The state’s current Ethnic Intimidation Act gives harsher penalties for crimes motivated by hate, but such crimes are limited to those based on “malicious intent” toward a person’s race, color, religion or national origin.
The new law would add actual or perceived gender, gender identity and sexual orientation to the list, making it the most inclusive hate-crimes bill in the country.
Despite passage by both legislative houses, Gov. Mark Schweiker is stalling.
Apparently, Schweiker is undecided over whether Pennsylvania should include sexual orientation in its hate-crimes law.
The governor has 30 days from the bill’s final passage to decide whether to sign.
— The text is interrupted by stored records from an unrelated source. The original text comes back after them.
// Copyright (c) 2025 Jonathan Fontanez
// SPDX-License-Identifier: BUSL-1.1

//! Host-side object table with per-context retain counts.

use std::collections::HashMap;
use std::sync::Arc;

use parking_lot::RwLock;

use crate::ids::{ContextId, ObjectId};

/// Objects the host has handed to clients, keyed by a host-unique id.
///
/// Handing out the same `Arc` twice yields the same id. Every hand-out
/// retains the object once for the receiving context; an object is freed
/// when no context retains it.
pub struct ObjectRegistry<T> {
    inner: Arc<RwLock<RegistryState<T>>>,
}

struct RegistryState<T> {
    next_id: u64,
    entries: HashMap<ObjectId, Entry<T>>,
    by_identity: HashMap<usize, ObjectId>,
}

struct Entry<T> {
    object: Arc<T>,
    retains: HashMap<ContextId, u32>,
}

impl<T> Clone for ObjectRegistry<T> {
    fn clone(&self) -> Self {
        Self {
            inner: Arc::clone(&self.inner),
        }
    }
}

impl<T> Default for ObjectRegistry<T> {
    fn default() -> Self {
        Self {
            inner: Arc::new(RwLock::new(RegistryState {
                next_id: 0,
                entries: HashMap::new(),
                by_identity: HashMap::new(),
            })),
        }
    }
}

fn identity<T>(object: &Arc<T>) -> usize {
    Arc::as_ptr(object) as *const () as usize
}

impl<T> ObjectRegistry<T> {
    pub fn new() -> Self {
        Self::default()
    }

    /// Id for `object`, retained once more for `context`.
    pub fn add(&self, context: &ContextId, object: &Arc<T>) -> ObjectId {
        let mut state = self.inner.write();
        let id = match state.by_identity.get(&identity(object)) {
            Some(id) => *id,
            None => {
                state.next_id += 1;
                let id = ObjectId(state.next_id);
                state.by_identity.insert(identity(object), id);
                state.entries.insert(
                    id,
                    Entry {
                        object: Arc::clone(object),
                        retains: HashMap::new(),
                    },
                );
                id
            }
        };
        if let Some(entry) = state.entries.get_mut(&id) {
            *entry.retains.entry(context.clone()).or_insert(0) += 1;
        }
        id
    }

    pub fn get(&self, id: ObjectId) -> Option<Arc<T>> {
        self.inner.read().entries.get(&id).map(|e| Arc::clone(&e.object))
    }

    pub fn contains(&self, id: ObjectId) -> bool {
        self.inner.read().entries.contains_key(&id)
    }

    /// Release `delta` retains held by `context`; `0` releases all of them.
    /// Returns `true` if the object was freed.
    pub fn remove(&self, context: &ContextId, id: ObjectId, delta: u32) -> bool {
        let mut state = self.inner.write();
        let Some(entry) = state.entries.get_mut(&id) else {
            tracing::debug!("ObjectRegistry: dereference of unknown object {}", id);
            return false;
        };

        if let Some(count) = entry.retains.get_mut(context) {
            *count = if delta == 0 { 0 } else { count.saturating_sub(delta) };
            if *count == 0 {
                entry.retains.remove(context);
            }
        }

        if entry.retains.is_empty() {
            Self::free(&mut state, id);
            true
        } else {
            false
        }
    }

    /// Drop every retain held by `context`. Returns how many objects were freed.
    pub fn clear(&self, context: &ContextId) -> usize {
        let mut state = self.inner.write();
        let mut freed = Vec::new();
        for (id, entry) in state.entries.iter_mut() {
            if entry.retains.remove(context).is_some() && entry.retains.is_empty() {
                freed.push(*id);
            }
        }
        for id in &freed {
            Self::free(&mut state, *id);
        }
        freed.len()
    }

    pub fn retain_count(&self, context: &ContextId, id: ObjectId) -> u32 {
        self.inner
            .read()
            .entries
            .get(&id)
            .and_then(|e| e.retains.get(context).copied())
            .unwrap_or(0)
    }

    pub fn len(&self) -> usize {
        self.inner.read().entries.len()
    }

    pub fn is_empty(&self) -> bool {
        self.len() == 0
    }

    fn free(state: &mut RegistryState<T>, id: ObjectId) {
        if let Some(entry) = state.entries.remove(&id) {
            state.by_identity.remove(&identity(&entry.object));
            tracing::debug!("ObjectRegistry: freed object {}", id);
        }
    }
}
But the decision to sign should be easy.
Pennsylvanians want the bill.
The bill’s passage was the result of a broad-based community effort and bipartisan legislative support.
A simpler reason is that it is time.
Twenty-seven states include sexual orientation in their hate-crimes law.
For all of its symbols of freedom and democracy, Pennsylvania should be number 28.
But mainly, Schweiker should sign the bill because it is sadly necessary.
According to Pennsylvania’s 2001 Uniform Crime Reports, there were 184 incidents of hate crimes; 8 of them were based on anti-gay and anti-lesbian sentiments.
But these numbers are wrong.
Hate-crimes are underreported because reporting to the FBI by state and local jurisdictions is voluntary.
Also, fear of further threats and harassment stops many victims from coming forward.
As a result, many hate-crimes are never brought to the attention of police.
Fortunately, last year, under The Center of Lesbian & Gay Civil Rights, Pennsylvania joined The National Coalition of Anti-Violence Programs.
The NCAVP is a network of organizations that monitors incidents of violence and harassment against the gay community.
For 2001, the NCAVP found that 84 incidents of violence and 1 murder was reported to The Center.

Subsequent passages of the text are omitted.